La legge sulla cittadinanza non la porterà a casa, ieri Giovanni Donzelli è stato chiaro a nome di FdI. Quella no. Magari, però, oltre al fisco, la candidatura per Flavio Tosi a Verona e di un altro azzurro a Venezia... Voci, ipotesi di chi crede nel buon esito di una partita che a ora resta un rebus, una sorta di fifty fifty sul quale è azzardato scommettere.
Asse Governatori-Premier
Sia come sia, sembra però esserci un asse tra i governatori della Lega e la premier, ovvero tra Luca Zaia, Attilio Fontana, Massimiliano Fedriga, Maurizio Fugatti e Giorgia Meloni. Loro spingono sull’acceleratore per il terzo mandato, lei li lascia fare e non li scoraggia. E a farne le spese, in un certo senso, Matteo Salvini, che ieri al Consiglio federale del Carroccio, dopo aver detto che sul terzo mandato «si va avanti e ribadiamo la nostra posizione», si è visto strattonare dal quartetto dei governatori.

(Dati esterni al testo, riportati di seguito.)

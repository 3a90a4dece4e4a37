//! Shared cache-control policies for HTTP handlers.

/// Probes and session-dependent JSON must never be cached.
pub const NO_STORE: &str = "no-store";

/// Snapshot images may be reused briefly by the requesting browser only.
pub const PRIVATE_SHORT_LIVED: &str = "private, max-age=300";

/// Build the cache-control header tuple for session-dependent responses.
pub const fn no_store_header() -> (&'static str, &'static str) {
    ("Cache-Control", NO_STORE)
}
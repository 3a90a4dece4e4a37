//! Shared HTTP adapter state.
//!
//! Handlers receive this via `web::Data` and only touch domain services, so
//! the route table can be exercised against in-memory adapters.

use crate::domain::{AuthService, DiagramId, GalleryService, SessionCodec, ShareToken};

/// Dependency bundle for HTTP handlers.
#[derive(Clone)]
pub struct HttpState {
    /// Authorised diagram operations.
    pub gallery: GalleryService,
    /// OAuth login flow.
    pub auth: AuthService,
    /// Session cookie codec.
    pub sessions: SessionCodec,
    /// Absolute origin used in share and image links, without a trailing slash.
    pub public_base_url: String,
    /// Whether `CF-Connecting-IP` identifies guest clients.
    pub trust_cdn_header: bool,
}

impl HttpState {
    /// Bundle the services; `public_base_url` is normalised.
    pub fn new(
        gallery: GalleryService,
        auth: AuthService,
        sessions: SessionCodec,
        public_base_url: impl Into<String>,
    ) -> Self {
        let public_base_url = public_base_url.into().trim_end_matches('/').to_owned();
        Self {
            gallery,
            auth,
            sessions,
            public_base_url,
            trust_cdn_header: false,
        }
    }

    /// Identify guests by the CDN client header instead of the socket peer.
    #[must_use]
    pub fn with_trusted_cdn_header(mut self, trusted: bool) -> Self {
        self.trust_cdn_header = trusted;
        self
    }

    /// Public URL of a share link.
    pub fn share_url(&self, token: &ShareToken) -> String {
        format!("{}/share/{}", self.public_base_url, token.as_ref())
    }

    /// Public URL of a diagram.
    pub fn diagram_url(&self, id: &DiagramId) -> String {
        format!("{}/d/{id}", self.public_base_url)
    }

    /// Site-relative URL of a diagram snapshot.
    pub fn image_url(id: &DiagramId) -> String {
        format!("/og/{id}")
    }
}
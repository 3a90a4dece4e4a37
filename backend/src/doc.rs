//! OpenAPI documentation configuration.
//!
//! [`ApiDoc`] collects every annotated handler under `inbound::http` and the
//! session cookie security scheme. Swagger UI serves it in debug builds.

use utoipa::openapi::security::{ApiKey, ApiKeyValue, SecurityScheme};
use utoipa::{Modify, OpenApi};

use crate::domain::{Error, ErrorCode, ShareAction, ShareStatus, User};
use crate::inbound::http::auth::MeResponse;
use crate::inbound::http::diagrams_dto::{
    CreateDiagramRequest, CreateDiagramResponse, DiagramListResponse, DiagramResponse,
    DiagramSummary, ShareRequest, ShareResponse, SharedDiagramResponse, UpdateDiagramRequest,
};

/// Enrich the generated document with the session cookie security scheme.
struct SecurityAddon;

impl Modify for SecurityAddon {
    fn modify(&self, openapi: &mut utoipa::openapi::OpenApi) {
        let components = openapi
            .components
            .get_or_insert_with(utoipa::openapi::Components::default);

        components.add_security_scheme(
            "SessionCookie",
            SecurityScheme::ApiKey(ApiKey::Cookie(ApiKeyValue::with_description(
                "session",
                "Signed session cookie issued by GET /auth/google/callback.",
            ))),
        );
    }
}

/// OpenAPI document for the REST API.
#[derive(OpenApi)]
#[openapi(
    modifiers(&SecurityAddon),
    info(
        title = "renderboard API",
        description = "Saved diagrams, share links, and guest publishing."
    ),
    servers(
        (url = "/", description = "Relative to the deployment base URL")
    ),
    security(("SessionCookie" = [])),
    paths(
        crate::inbound::http::auth::login,
        crate::inbound::http::auth::callback,
        crate::inbound::http::auth::logout,
        crate::inbound::http::auth::me,
        crate::inbound::http::diagrams::create_diagram,
        crate::inbound::http::diagrams::create_guest_diagram,
        crate::inbound::http::diagrams::list_diagrams,
        crate::inbound::http::diagrams::get_diagram,
        crate::inbound::http::diagrams::update_diagram,
        crate::inbound::http::diagrams::delete_diagram,
        crate::inbound::http::diagrams::share_diagram,
        crate::inbound::http::share::resolve_share,
        crate::inbound::http::og::snapshot,
        crate::inbound::http::health::ready,
        crate::inbound::http::health::live,
    ),
    components(schemas(
        Error,
        ErrorCode,
        User,
        MeResponse,
        ShareAction,
        ShareStatus,
        CreateDiagramRequest,
        CreateDiagramResponse,
        UpdateDiagramRequest,
        ShareRequest,
        ShareResponse,
        DiagramResponse,
        DiagramSummary,
        DiagramListResponse,
        SharedDiagramResponse,
    )),
    tags(
        (name = "auth", description = "Login and session"),
        (name = "diagrams", description = "Saved and guest diagrams"),
        (name = "share", description = "Share link resolution"),
        (name = "health", description = "Endpoints for health checks")
    )
)]
pub struct ApiDoc;

#[cfg(test)]
mod tests {
    use super::*;
    use rstest::rstest;

    #[rstest]
    #[case("/api/diagrams")]
    #[case("/api/diagrams/guest")]
    #[case("/api/diagrams/{id}")]
    #[case("/api/diagrams/{id}/share")]
    #[case("/api/share/{token}")]
    #[case("/og/{id}")]
    #[case("/auth/me")]
    fn documents_gallery_paths(#[case] path: &str) {
        let doc = ApiDoc::openapi();
        assert!(doc.paths.paths.contains_key(path), "missing {path}");
    }

    #[test]
    fn registers_session_cookie_scheme() {
        let doc = ApiDoc::openapi();
        let components = doc.components.expect("components");
        assert!(components.security_schemes.contains_key("SessionCookie"));
        assert!(
            components
                .schemas
                .keys()
                .any(|name| name == "Error" || name.ends_with(".Error"))
        );
    }
}
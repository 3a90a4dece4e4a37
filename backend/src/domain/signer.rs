//! Keyed signing primitive shared by session tokens and rate-limit keys.
//!
//! Signatures are HMAC-SHA-256 tags encoded as unpadded base64url, so they
//! never contain `.` and can be concatenated with other base64url segments.

use base64::Engine;
use base64::engine::general_purpose::URL_SAFE_NO_PAD;
use hmac::{Hmac, Mac};
use sha2::Sha256;

type HmacSha256 = Hmac<Sha256>;

/// Length of an encoded signature in characters.
pub const SIGNATURE_LEN: usize = 43;

/// Configuration faults raised when building a [`Signer`].
#[derive(Debug, Clone, PartialEq, Eq, thiserror::Error)]
pub enum SignerError {
    /// The signing secret was empty.
    #[error("signing secret must not be empty")]
    EmptySecret,
    /// The MAC implementation rejected the key.
    #[error("signing secret rejected: {message}")]
    InvalidKey { message: String },
}

/// Stateless HMAC signer bound to one secret.
///
/// # Examples
/// ```
/// use renderboard::domain::Signer;
///
/// let signer = Signer::new(b"top secret".to_vec()).expect("non-empty secret");
/// let signature = signer.sign(b"payload");
/// assert!(signer.verify(b"payload", &signature));
/// assert!(!signer.verify(b"other", &signature));
/// ```
#[derive(Clone)]
pub struct Signer {
    mac: HmacSha256,
}

impl Signer {
    /// Key a signer with `secret`.
    ///
    /// The secret bytes are only used to seed the MAC state; callers keep
    /// ownership of zeroisation for their own copy.
    pub fn new(secret: impl AsRef<[u8]>) -> Result<Self, SignerError> {
        let secret = secret.as_ref();
        if secret.is_empty() {
            return Err(SignerError::EmptySecret);
        }
        let mac = HmacSha256::new_from_slice(secret).map_err(|err| SignerError::InvalidKey {
            message: err.to_string(),
        })?;
        Ok(Self { mac })
    }

    /// Sign `payload`, returning a fixed-length base64url tag.
    #[must_use]
    pub fn sign(&self, payload: &[u8]) -> String {
        let mut mac = self.mac.clone();
        mac.update(payload);
        URL_SAFE_NO_PAD.encode(mac.finalize().into_bytes())
    }

    /// Recompute the tag for `payload` and compare it in constant time.
    ///
    /// Malformed signatures simply fail verification.
    #[must_use]
    pub fn verify(&self, payload: &[u8], signature: &str) -> bool {
        let Ok(expected) = URL_SAFE_NO_PAD.decode(signature) else {
            return false;
        };
        let mut mac = self.mac.clone();
        mac.update(payload);
        mac.verify_slice(&expected).is_ok()
    }
}

impl std::fmt::Debug for Signer {
    fn fmt(&self, f: &mut std::fmt::Formatter<'_>) -> std::fmt::Result {
        f.debug_struct("Signer").finish_non_exhaustive()
    }
}
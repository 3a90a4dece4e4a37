//! Outbound adapters implementing domain ports for external infrastructure.
//!
//! - **persistence**: PostgreSQL-backed repositories and the rate-limit
//!   counter store using Diesel ORM
//! - **memory**: in-process adapters used without a database and in tests
//! - **fs_blob_store**: snapshot images on a capability-scoped directory
//! - **identity**: the OAuth identity provider client
//!
//! Adapters are thin translators that convert between domain types and
//! infrastructure-specific representations. They contain no business logic.

pub mod fs_blob_store;
pub mod identity;
pub mod memory;
pub mod persistence;

pub use fs_blob_store::FsBlobStore;
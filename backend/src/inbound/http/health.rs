//! Liveness and readiness probes for orchestrators and load balancers.

use std::sync::atomic::{AtomicBool, Ordering};

use actix_web::{HttpResponse, get, http::header, web};

use super::cache_control::NO_STORE;

/// Readiness and liveness flags shared with the probes.
pub struct HealthState {
    ready: AtomicBool,
    live: AtomicBool,
}

impl Default for HealthState {
    fn default() -> Self {
        Self {
            ready: AtomicBool::new(false),
            live: AtomicBool::new(true),
        }
    }
}

impl HealthState {
    /// Start live but not ready.
    pub fn new() -> Self {
        Self::default()
    }

    /// Mark the service as ready once the listener is bound.
    pub fn mark_ready(&self) {
        self.ready.store(true, Ordering::Release);
    }

    /// Fail liveness so orchestrators stop routing during shutdown.
    pub fn mark_unhealthy(&self) {
        self.live.store(false, Ordering::Release);
    }

    pub fn is_ready(&self) -> bool {
        self.ready.load(Ordering::Acquire)
    }

    pub fn is_alive(&self) -> bool {
        self.live.load(Ordering::Acquire)
    }

    fn probe_response(probe_ok: bool) -> HttpResponse {
        let mut response = if probe_ok {
            HttpResponse::Ok()
        } else {
            HttpResponse::ServiceUnavailable()
        };

        response
            .insert_header((header::CACHE_CONTROL, NO_STORE))
            .finish()
    }
}

/// Readiness probe: 200 once the server accepts traffic, otherwise 503.
#[utoipa::path(
    get,
    path = "/health/ready",
    tags = ["health"],
    security([]),
    responses(
        (status = 200, description = "Server is ready to handle traffic"),
        (status = 503, description = "Server is not ready")
    )
)]
#[get("/health/ready")]
pub async fn ready(state: web::Data<HealthState>) -> HttpResponse {
    HealthState::probe_response(state.is_ready())
}

/// Liveness probe: 200 while alive, 503 once draining.
#[utoipa::path(
    get,
    path = "/health/live",
    tags = ["health"],
    security([]),
    responses(
        (status = 200, description = "Server is alive"),
        (status = 503, description = "Server is shutting down")
    )
)]
#[get("/health/live")]
pub async fn live(state: web::Data<HealthState>) -> HttpResponse {
    HealthState::probe_response(state.is_alive())
}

I quali, parlando uno alla volta in batteria uno dopo l’altro - «chiaro che si sono messi d’accordo», bisbigli in sala – con diplomazia tutta democristiana hanno chiesto al leader di darsi da fare davvero fino in fondo: perché – per dirla con Zaia – «la Lega deve fare la sua parte e deve essere la prima a impuntarsi». Tradotto, Salvini non pensi di cavarsela se non la spunta.
Voci di corridoio spiegano che se il segretario restasse tiepido o ancor peggio fermo in trincea e FdI - dopo essersi spesa per Zaia - chiedesse a quel punto la candidatura in Veneto per un suo uomo, Salvini rischierebbe di trovarsi contro il partito del Nord (impersonato dai quattro governatori) e di andare alle elezioni azzoppato.
I macigni
Ma quali siano i macigni, i tecnici lo hanno ben spiegato voci autorevoli al segretario della Lega. Il primo: i tempi. Il termine per votare in Veneto è il 23 novembre, 50 giorni prima vanno presentate le liste; per far candidare Zaia, a fine settembre dovrebbe esserci una legge ordinaria in Gazzetta ufficiale. Improbabile. Dunque, bisognerebbe rinviare il voto di tutte le sei regioni al 2026, insieme alle comunali. Ma il Consiglio di Stato ha già detto no.
Secondo, quale vettore usare: un decreto no, un emendamento neppure, resta la modifica della norma primaria, roba che richiede mesi.
Terzo, i sindaci: se allungate il mandato dei presidenti di Regione, perché non anche a noi? hanno fatto sapere i primi cittadini. Un vaso di Pandora che è meglio non aprire.
Quarto: sicuro che tutti i presidenti di Regione siano favorevoli? Serve l’unanimità della Conferenza delle Regioni per procedere e quelli del Pd dovrebbero sconfessare la linea della loro segretaria per sdoganare il terzo mandato che farebbe ricandidare De Luca in Campania. Insomma, il viottolo è davvero stretto e i tempi pure.